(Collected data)
────────

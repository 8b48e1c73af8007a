#![forbid(unsafe_code)]

pub mod endpoint;
pub mod framing;

use parlor_domain::MessageRecord;
use serde::{Deserialize, Serialize};

pub use framing::{
	DEFAULT_MAX_FRAME_SIZE, FramingError, decode_frame, encode_frame, encode_frame_default, encode_frame_into,
	frame_len_from_payload_len, try_decode_frame_from_buffer,
};

/// Protocol version constants.
pub mod version {
	/// Current protocol major version (v1).
	pub const PROTOCOL_MAJOR: u32 = 1;
	/// Current protocol minor version.
	pub const PROTOCOL_MINOR: u32 = 0;

	/// Compact representation useful for logs/metrics.
	pub const PROTOCOL_VERSION_U32: u32 = (PROTOCOL_MAJOR << 16) | PROTOCOL_MINOR;
}

/// Stable error codes carried in `Msg::Error`.
pub mod error_code {
	/// Token signature or expiry check failed.
	pub const UNAUTHORIZED: &str = "UNAUTHORIZED";
	/// Token could not be decoded at all.
	pub const MALFORMED_TOKEN: &str = "MALFORMED_TOKEN";
	/// Message store unreachable or failing.
	pub const STORE_UNAVAILABLE: &str = "STORE_UNAVAILABLE";
	/// Peer sent something other than `hello` first.
	pub const PROTOCOL_VIOLATION: &str = "PROTOCOL_VIOLATION";
}

/// Top-level frame payload. Every frame on the session stream is one
/// `Envelope`.
#[derive(Debug, Clone, PartialEq, Serialize, Deserialize)]
pub struct Envelope {
	pub version: u32,
	#[serde(flatten)]
	pub msg: Msg,
}

impl Envelope {
	/// Wrap a message with the current protocol version.
	pub fn v1(msg: Msg) -> Self {
		Self {
			version: version::PROTOCOL_MAJOR,
			msg,
		}
	}
}

/// Session messages, tagged by `type` on the wire.
#[derive(Debug, Clone, PartialEq, Serialize, Deserialize)]
#[serde(tag = "type", rename_all = "snake_case")]
pub enum Msg {
	// client -> server
	Hello {
		token: String,
		#[serde(default)]
		client_name: String,
	},
	Publish {
		text: String,
	},
	Ping {
		client_time_unix_ms: i64,
	},

	// server -> client
	Welcome {
		server_name: String,
		server_time_unix_ms: i64,
		history_window: u32,
		max_frame_bytes: u32,
	},
	History {
		messages: Vec<MessageRecord>,
	},
	Message {
		message: MessageRecord,
	},
	Pong {
		client_time_unix_ms: i64,
		server_time_unix_ms: i64,
	},
	Lagged {
		dropped: u64,
	},
	Error {
		code: String,
		message: String,
	},
}

#[cfg(test)]
mod tests {
	use parlor_domain::MessageId;

	use super::*;

	#[test]
	fn envelope_tags_messages_by_type() {
		let env = Envelope::v1(Msg::Hello {
			token: "v1.x.y".to_string(),
			client_name: String::new(),
		});

		let v: serde_json::Value = serde_json::to_value(&env).unwrap();
		assert_eq!(v["version"], serde_json::json!(1));
		assert_eq!(v["type"], serde_json::json!("hello"));
		assert_eq!(v["token"], serde_json::json!("v1.x.y"));
	}

	#[test]
	fn message_envelope_carries_wire_record() {
		let env = Envelope::v1(Msg::Message {
			message: MessageRecord {
				id: MessageId::new_v4(),
				user: "alice".to_string(),
				text: "hi".to_string(),
				created_at: 42,
				system: false,
			},
		});

		let v: serde_json::Value = serde_json::to_value(&env).unwrap();
		assert_eq!(v["type"], serde_json::json!("message"));
		assert_eq!(v["message"]["user"], serde_json::json!("alice"));
		assert_eq!(v["message"]["createdAt"], serde_json::json!(42));
	}

	#[test]
	fn unknown_hello_fields_are_tolerated() {
		let env: Envelope =
			serde_json::from_str(r#"{"version":1,"type":"hello","token":"t","future_field":true}"#).unwrap();
		match env.msg {
			Msg::Hello { token, .. } => assert_eq!(token, "t"),
			other => panic!("unexpected msg: {other:?}"),
		}
	}
}
#![forbid(unsafe_code)]

pub mod config;
pub mod quic;
pub mod server;
pub mod util;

────────

• ASSIGNMENT: Write out the records. Leave nothing out and change nothing.

• EXPECTED ANSWER:
repository 8b48e1c73af8007a
#![forbid(unsafe_code)]

pub mod endpoint;
pub mod framing;

use parlor_domain::MessageRecord;
use serde::{Deserialize, Serialize};

pub use framing::{
	DEFAULT_MAX_FRAME_SIZE, FramingError, decode_frame, encode_frame, encode_frame_default, encode_frame_into,
	frame_len_from_payload_len, try_decode_frame_from_buffer,
};

/// Protocol version constants.
pub mod version {
	/// Current protocol major version (v1).
	pub const PROTOCOL_MAJOR: u32 = 1;
	/// Current protocol minor version.
	pub const PROTOCOL_MINOR: u32 = 0;

	/// Compact representation useful for logs/metrics.
	pub const PROTOCOL_VERSION_U32: u32 = (PROTOCOL_MAJOR << 16) | PROTOCOL_MINOR;
}

/// Stable error codes carried in `Msg::Error`.
pub mod error_code {
	/// Token signature or expiry check failed.
	pub const UNAUTHORIZED: &str = "UNAUTHORIZED";
	/// Token could not be decoded at all.
	pub const MALFORMED_TOKEN: &str = "MALFORMED_TOKEN";
	/// Message store unreachable or failing.
	pub const STORE_UNAVAILABLE: &str = "STORE_UNAVAILABLE";
	/// Peer sent something other than `hello` first.
	pub const PROTOCOL_VIOLATION: &str = "PROTOCOL_VIOLATION";
}

/// Top-level frame payload. Every frame on the session stream is one
/// `Envelope`.
#[derive(Debug, Clone, PartialEq, Serialize, Deserialize)]
pub struct Envelope {
	pub version: u32,
	#[serde(flatten)]
	pub msg: Msg,
}

impl Envelope {
	/// Wrap a message with the current protocol version.
	pub fn v1(msg: Msg) -> Self {
		Self {
			version: version::PROTOCOL_MAJOR,
			msg,
		}
	}
}

/// Session messages, tagged by `type` on the wire.
#[derive(Debug, Clone, PartialEq, Serialize, Deserialize)]
#[serde(tag = "type", rename_all = "snake_case")]
pub enum Msg {
	// client -> server
	Hello {
		token: String,
		#[serde(default)]
		client_name: String,
	},
	Publish {
		text: String,
	},
	Ping {
		client_time_unix_ms: i64,
	},

	// server -> client
	Welcome {
		server_name: String,
		server_time_unix_ms: i64,
		history_window: u32,
		max_frame_bytes: u32,
	},
	History {
		messages: Vec<MessageRecord>,
	},
	Message {
		message: MessageRecord,
	},
	Pong {
		client_time_unix_ms: i64,
		server_time_unix_ms: i64,
	},
	Lagged {
		dropped: u64,
	},
	Error {
		code: String,
		message: String,
	},
}

#[cfg(test)]
mod tests {
	use parlor_domain::MessageId;

	use super::*;

	#[test]
	fn envelope_tags_messages_by_type() {
		let env = Envelope::v1(Msg::Hello {
			token: "v1.x.y".to_string(),
			client_name: String::new(),
		});

		let v: serde_json::Value = serde_json::to_value(&env).unwrap();
		assert_eq!(v["version"], serde_json::json!(1));
		assert_eq!(v["type"], serde_json::json!("hello"));
		assert_eq!(v["token"], serde_json::json!("v1.x.y"));
	}

	#[test]
	fn message_envelope_carries_wire_record() {
		let env = Envelope::v1(Msg::Message {
			message: MessageRecord {
				id: MessageId::new_v4(),
				user: "alice".to_string(),
				text: "hi".to_string(),
				created_at: 42,
				system: false,
			},
		});

		let v: serde_json::Value = serde_json::to_value(&env).unwrap();
		assert_eq!(v["type"], serde_json::json!("message"));
		assert_eq!(v["message"]["user"], serde_json::json!("alice"));
		assert_eq!(v["message"]["createdAt"], serde_json::json!(42));
	}

	#[test]
	fn unknown_hello_fields_are_tolerated() {
		let env: Envelope =
			serde_json::from_str(r#"{"version":1,"type":"hello","token":"t","future_field":true}"#).unwrap();
		match env.msg {
			Msg::Hello { token, .. } => assert_eq!(token, "t"),
			other => panic!("unexpected msg: {other:?}"),
		}
	}
}
#![forbid(unsafe_code)]

pub mod config;
pub mod quic;
pub mod server;
pub mod util;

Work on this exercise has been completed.